PEARL, Miss. — It wasn’t supposed to go like this.
The Ole Miss Rebels had clawed their way back into the upper half of the Southeastern Conference standings after dropping all three games in Oxford to Mississippi State just over a month ago.
They’d scratched and fought to put themselves back in position to host a regional. Then Tuesday happened.
The 10th-ranked Bulldogs finished what they started, beating the 17th-ranked Rebs 7-3 at Trustmark Park to claim the 2026 Governor’s Cup and complete the season sweep.
Ole Miss now sits at 31-14, losers of three straight, all against SEC competition. Mississippi State, meanwhile, rolls to 35-10 and has won seven consecutive games against conference opponents.
Tuesday night’s game at Trustmark Park didn’t count in the SEC standings but everybody knows they both are in there. Whether it counts or not, the fans of both teams know and so does everybody else.
Both programs are right back where they were before that Oxford series even started. Whatever ground the Rebels gained feels like it evaporated the moment the final out was recorded.

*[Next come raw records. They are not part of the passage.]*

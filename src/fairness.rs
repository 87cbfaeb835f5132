//! Fairness
//!
//! Disparity between the latent centroid of each cluster and the centroids of its
//! sensitive subgroups, used as a training penalty, and the distance-weighted variant
//! used to report how fair a trained model is around a target label.
use crate::cluster::ClusterAssignment;
use crate::context::ExecutionContext;
use crate::data::{DataSplit, GroupIndex, Matrix, SplitKind};
use crate::errors::FairVaeError;
use crate::model::LatentModel;
use crate::optim::{has_finite_grad, Adam};
use crate::sampler::{batch_ranges, Sampler, ShuffleSampler};
use candle_core::{DType, Device, Tensor};
use log::info;
use std::collections::BTreeMap;

fn index_tensor(rows: &[usize], device: &Device) -> Result<Tensor, FairVaeError> {
    let idx: Vec<u32> = rows.iter().map(|r| *r as u32).collect();
    Ok(Tensor::from_vec(idx, rows.len(), device)?)
}

fn centroid(z: &Tensor, rows: &[usize]) -> Result<Tensor, FairVaeError> {
    Ok(z.index_select(&index_tensor(rows, z.device())?, 0)?.mean(0)?)
}

/// Members of every (cluster, group) pair, clusters and groups in ascending order.
/// Rows without a cluster are left out.
fn partition(clusters: &[Option<usize>], groups: &[usize]) -> BTreeMap<usize, (Vec<usize>, BTreeMap<usize, Vec<usize>>)> {
    let mut out: BTreeMap<usize, (Vec<usize>, BTreeMap<usize, Vec<usize>>)> = BTreeMap::new();
    for (row, (cluster, group)) in clusters.iter().zip(groups).enumerate() {
        if let Some(c) = cluster {
            let entry = out.entry(*c).or_default();
            entry.0.push(row);
            entry.1.entry(*group).or_default().push(row);
        }
    }
    out
}

/// Sum over clusters, sensitive groups present in the cluster, and both channels, of
/// `sum_d (subgroup_mean_d - cluster_mean_d)^2`.
///
/// Row `i` of `labels_z` and `feats_z` belongs to cluster `clusters[i]` and group
/// `groups[i]`.
pub fn disparity_loss(
    labels_z: &Tensor,
    feats_z: &Tensor,
    clusters: &[Option<usize>],
    groups: &[usize],
) -> Result<Tensor, FairVaeError> {
    let n = labels_z.dim(0)?;
    if feats_z.dim(0)? != n || clusters.len() != n || groups.len() != n {
        return Err(FairVaeError::InvalidData(format!(
            "disparity inputs disagree: {} label rows, {} feature rows, {} clusters, {} groups",
            n,
            feats_z.dim(0)?,
            clusters.len(),
            groups.len()
        )));
    }
    let mut total = Tensor::zeros((), DType::F32, labels_z.device())?;
    for (members, subgroups) in partition(clusters, groups).values() {
        for z in [labels_z, feats_z] {
            let cluster_mean = centroid(z, members)?;
            for rows in subgroups.values() {
                let gap = centroid(z, rows)?.sub(&cluster_mean)?.sqr()?.sum_all()?;
                total = total.add(&gap)?;
            }
        }
    }
    Ok(total)
}

/// One disparity step: sample both latent channels over the chosen index set,
/// penalise cluster/subgroup centroid gaps, and update through `optimizer`.
/// Returns the penalty before the update.
pub fn fairness_penalty<M: LatentModel>(
    data: &DataSplit,
    model: &M,
    optimizer: &mut Adam,
    ctx: &mut ExecutionContext,
    assignment: &ClusterAssignment,
    use_validation: bool,
) -> Result<f32, FairVaeError> {
    let kind = if use_validation { SplitKind::Valid } else { SplitKind::Train };
    let sensitive = data.sensitive().ok_or(FairVaeError::MissingSensitive)?;
    let order = ShuffleSampler.order(&mut ctx.rng, data.indices(kind));
    if order.is_empty() {
        return Err(FairVaeError::EmptyIndexSet(kind.name()));
    }

    let mut labels_z = Vec::new();
    let mut feats_z = Vec::new();
    for range in batch_ranges(order.len(), data.batch_size()) {
        let (feats, labels) = data.batch(&order[range], &ctx.device)?;
        let out = model.forward(&labels, &feats, &mut ctx.rng)?;
        labels_z.push(model.label_reparameterize(&out.label_mu, &out.label_logvar, &mut ctx.rng)?);
        feats_z.push(model.feat_reparameterize(&out.feat_mu, &out.feat_logvar, &mut ctx.rng)?);
    }
    let labels_z = Tensor::cat(&labels_z, 0)?;
    let feats_z = Tensor::cat(&feats_z, 0)?;

    let group_index = GroupIndex::from_matrix(sensitive);
    let clusters: Vec<Option<usize>> = order.iter().map(|i| assignment.cluster_of(*i)).collect();
    let groups: Vec<usize> = order.iter().map(|i| group_index.group_of(*i)).collect();

    let loss = disparity_loss(&labels_z, &feats_z, &clusters, &groups)?;
    let value = loss.to_scalar::<f32>()?;
    let grads = loss.backward()?;
    has_finite_grad(&grads, optimizer.vars())?;
    optimizer.step(&grads)?;
    info!("fairness penalty={:.6}", value);
    Ok(value)
}

/// Distance-weighted disparity of latent codes `z` around one target label.
///
/// `weights[i]` weighs row `i`. The weighted centroid of each sensitive group is
/// compared with the overall weighted centroid by mean squared difference over
/// dimensions. Returns one value per group carrying positive weight; empty when the
/// total weight is zero.
pub fn weighted_group_disparities(z: &Matrix, weights: &[f64], groups: &[usize]) -> Vec<f64> {
    let weighted_centroid = |rows: &mut dyn Iterator<Item = usize>| -> Option<Vec<f64>> {
        let mut sum = vec![0.0; z.cols];
        let mut w_sum = 0.0;
        for i in rows {
            let w = weights[i];
            w_sum += w;
            for (s, v) in sum.iter_mut().zip(z.row(i)) {
                *s += w * *v as f64;
            }
        }
        (w_sum > 0.0).then(|| sum.iter().map(|s| s / w_sum).collect())
    };

    let overall = match weighted_centroid(&mut (0..z.rows)) {
        Some(c) => c,
        None => return Vec::new(),
    };
    let n_groups = groups.iter().max().map_or(0, |g| g + 1);
    (0..n_groups)
        .filter_map(|g| {
            let centroid = weighted_centroid(&mut (0..z.rows).filter(|i| groups[*i] == g))?;
            let msd = centroid
                .iter()
                .zip(&overall)
                .map(|(a, b)| (a - b).powi(2))
                .sum::<f64>()
                / z.cols.max(1) as f64;
            Some(msd)
        })
        .collect()
}

#[cfg(test)]
mod tests {
    use super::*;
    use crate::train::tests::{synthetic_split, tiny_config, tiny_model};
    use crate::utils::precision_round;

    /// Validation samples split into two clusters of consecutive pairs, so that every
    /// cluster holds both sensitive groups.
    fn mixed_assignment(data: &DataSplit) -> ClusterAssignment {
        let samples = data.valid_idx().to_vec();
        let clusters = (0..samples.len()).map(|k| (k / 2) % 2).collect();
        ClusterAssignment {
            samples,
            clusters,
            threshold: 0.1,
            attempts: 1,
        }
    }

    #[test]
    fn test_hand_computed_disparity() {
        // Cluster 0: group 0 at (1, 0), group 1 at (-1, 0). Cluster 1: group 0 at (2, 2),
        // group 1 at (0, 0). Gaps are 1 + 1 for cluster 0 and 2 + 2 for cluster 1.
        let labels_z = Tensor::new(&[[1f32, 0.], [-1., 0.], [2., 2.], [0., 0.]], &Device::Cpu).unwrap();
        let feats_z = Tensor::zeros((4, 2), DType::F32, &Device::Cpu).unwrap();
        let clusters = vec![Some(0), Some(0), Some(1), Some(1)];
        let groups = vec![0, 1, 0, 1];
        let loss = disparity_loss(&labels_z, &feats_z, &clusters, &groups).unwrap();
        assert_eq!(precision_round(loss.to_scalar::<f32>().unwrap() as f64, 5), 6.0);
    }

    #[test]
    fn test_unclustered_rows_and_single_group_clusters() {
        let labels_z = Tensor::new(&[[1f32], [3.], [100.]], &Device::Cpu).unwrap();
        let feats_z = Tensor::new(&[[0f32], [0.], [0.]], &Device::Cpu).unwrap();
        // The third row has no cluster, and a cluster with one group has no gap.
        let loss = disparity_loss(&labels_z, &feats_z, &[Some(0), Some(0), None], &[0, 0, 1]).unwrap();
        assert_eq!(loss.to_scalar::<f32>().unwrap(), 0.0);
        let loss = disparity_loss(&labels_z, &feats_z, &[Some(0), Some(0), None], &[0, 1, 1]).unwrap();
        assert_eq!(loss.to_scalar::<f32>().unwrap(), 2.0);
    }

    #[test]
    fn test_mismatched_inputs() {
        let z = Tensor::zeros((2, 1), DType::F32, &Device::Cpu).unwrap();
        assert!(disparity_loss(&z, &z, &[Some(0)], &[0, 0]).is_err());
    }

    #[test]
    fn test_penalty_steps_reduce_disparity() {
        let data = synthetic_split(40, 8, true);
        let mut ctx = ExecutionContext::with_device(tiny_config(), Device::Cpu);
        let model = tiny_model(&data, &mut ctx);
        let assignment = mixed_assignment(&data);
        let mut optimizer = Adam::new("disparity", model.vars(), 0.05).unwrap();

        let penalties: Vec<f32> = (0..30)
            .map(|_| fairness_penalty(&data, &model, &mut optimizer, &mut ctx, &assignment, true).unwrap())
            .collect();
        let first = penalties[0];
        let last = penalties[penalties.len() - 1];
        assert!(first > 0.0);
        assert!(penalties.iter().all(|p| p.is_finite()));
        assert!(last < first, "first={} last={}", first, last);
    }

    #[test]
    fn test_penalty_without_clustered_samples_is_zero() {
        let data = synthetic_split(40, 8, true);
        let mut ctx = ExecutionContext::with_device(tiny_config(), Device::Cpu);
        let model = tiny_model(&data, &mut ctx);
        // Only validation samples carry a cluster, so the training set contributes nothing.
        let assignment = mixed_assignment(&data);
        let mut optimizer = Adam::new("disparity", model.vars(), 0.05).unwrap();
        let penalty = fairness_penalty(&data, &model, &mut optimizer, &mut ctx, &assignment, false).unwrap();
        assert_eq!(penalty, 0.0);
    }

    #[test]
    fn test_penalty_needs_sensitive_attributes() {
        let data = synthetic_split(40, 8, false);
        let mut ctx = ExecutionContext::with_device(tiny_config(), Device::Cpu);
        let model = tiny_model(&data, &mut ctx);
        let assignment = mixed_assignment(&data);
        let mut optimizer = Adam::new("disparity", model.vars(), 0.05).unwrap();
        let err = fairness_penalty(&data, &model, &mut optimizer, &mut ctx, &assignment, true).unwrap_err();
        assert!(matches!(err, FairVaeError::MissingSensitive));
    }

    #[test]
    fn test_weighted_group_disparities() {
        let z = Matrix::new(vec![1., 1., 3., 3., 100., 100.], 3, 2).unwrap();
        // The third row carries no weight. Overall centroid (2, 2); groups at (1, 1) and (3, 3).
        let d = weighted_group_disparities(&z, &[1., 1., 0.], &[0, 1, 1]);
        assert_eq!(d, vec![1.0, 1.0]);
        assert!(weighted_group_disparities(&z, &[0., 0., 0.], &[0, 1, 1]).is_empty());
        // A group with no weight is skipped.
        let d = weighted_group_disparities(&z, &[1., 0., 0.], &[0, 1, 1]);
        assert_eq!(d, vec![0.0]);
    }
}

The story of this game — and honestly this stretch — isn’t pitching. It’s hitting, or more accurately, the lack of it.
Since Will Furniss connected on a tying home run in the ninth inning of Friday’s second game of a doubleheader against Georgia, Ole Miss has scratched across just four runs in 23 innings.
Tuesday’s game fit that mold perfectly. The Rebs didn’t get on the scoreboard until the sixth inning, when they pushed all three of their runs across.
Three runs. Six innings. Against a team they needed to beat.
Stranding runners in scoring position has crept back into the conversation and it’s not a comfortable one.
Ole Miss had the bases loaded twice and came away with nothing both times, each instance ending with Judd Utermark striking out. The center fielder went 0-for-5 with four strikeouts.
It’s a night that’ll stick with him heading into the weekend.
“We gave ourselves opportunities a few times,” second baseman Dom Decker said. “Put runners in scoring position, got guys on base and we just collectively didn’t get the big hit and cash in the runs when we had the opportunity.
“We just need to find a way to do that a little more efficiently. They’re a good team and we just didn’t do that.”
Ole Miss managed just five hits on the night. Decker was the only Rebel with multiple knocks, going 2-for-5. Furniss, Brayden Randle and Collin Reuter accounted for the other three.

A Bright Spot in an Otherwise Frustrating Night
Reuter’s name matters here.
The slumping Rebel snapped out of it — at least briefly — with a double that scored two runs. In a night that offered very little to feel good about, that was something.
Decker noticed it too.
“We’re going to get over this,” Decker said. “Obviously sucks right now but I think there’s some good things that happened tonight, too. Like Reuter getting a big double. That was huge for him, huge for us. Hopefully he can carry that into Fayetteville and I’m excited to go.”
The Rebels never truly had a chance to settle in Tuesday and that starts with starter Owen Kelly’s first inning.
The right-hander surrendered four runs before recording two outs and he didn’t survive out of the second. Kelly finished with 1.2 innings pitched, five earned runs, six hits allowed, one walk and zero strikeouts.
Digging a four-run hole before your offense wakes up is a tough ask against any team, let alone one playing as well as Mississippi State right now.
Once Kelly exited, Ole Miss’s bullpen actually did its job. The Rebels’ relief corps held the Bulldogs to three runs over the final eight innings.
Wil Libbert was the standout, throwing three innings while allowing just one run on three hits with two strikeouts.
It’s a reminder this team isn’t broken. It’s just struggling to hit at the right moments.
The Rebs have now dropped four straight to the Bulldogs dating back to that Oxford series and the offense has been the common thread in every loss. Until Ole Miss finds a way to cash in runners when it matters, this version of the team will keep running into the same wall.

Up Next: A Trip to Fayetteville
The Rebels don’t have time to dwell on this.
Ole Miss heads to Fayetteville for a weekend series against No. 22 Arkansas, which enters at 29-16 and 9-9 in SEC play.
Talk about two teams in the same position. The Razorbacks have had an offense that could blow up scoring runs and two days later get completely shut down and out.
Something will have to give.
First pitch on Friday is set for 6:30 p.m.
he Rebs believe they’ll be fine. Now they have to prove it.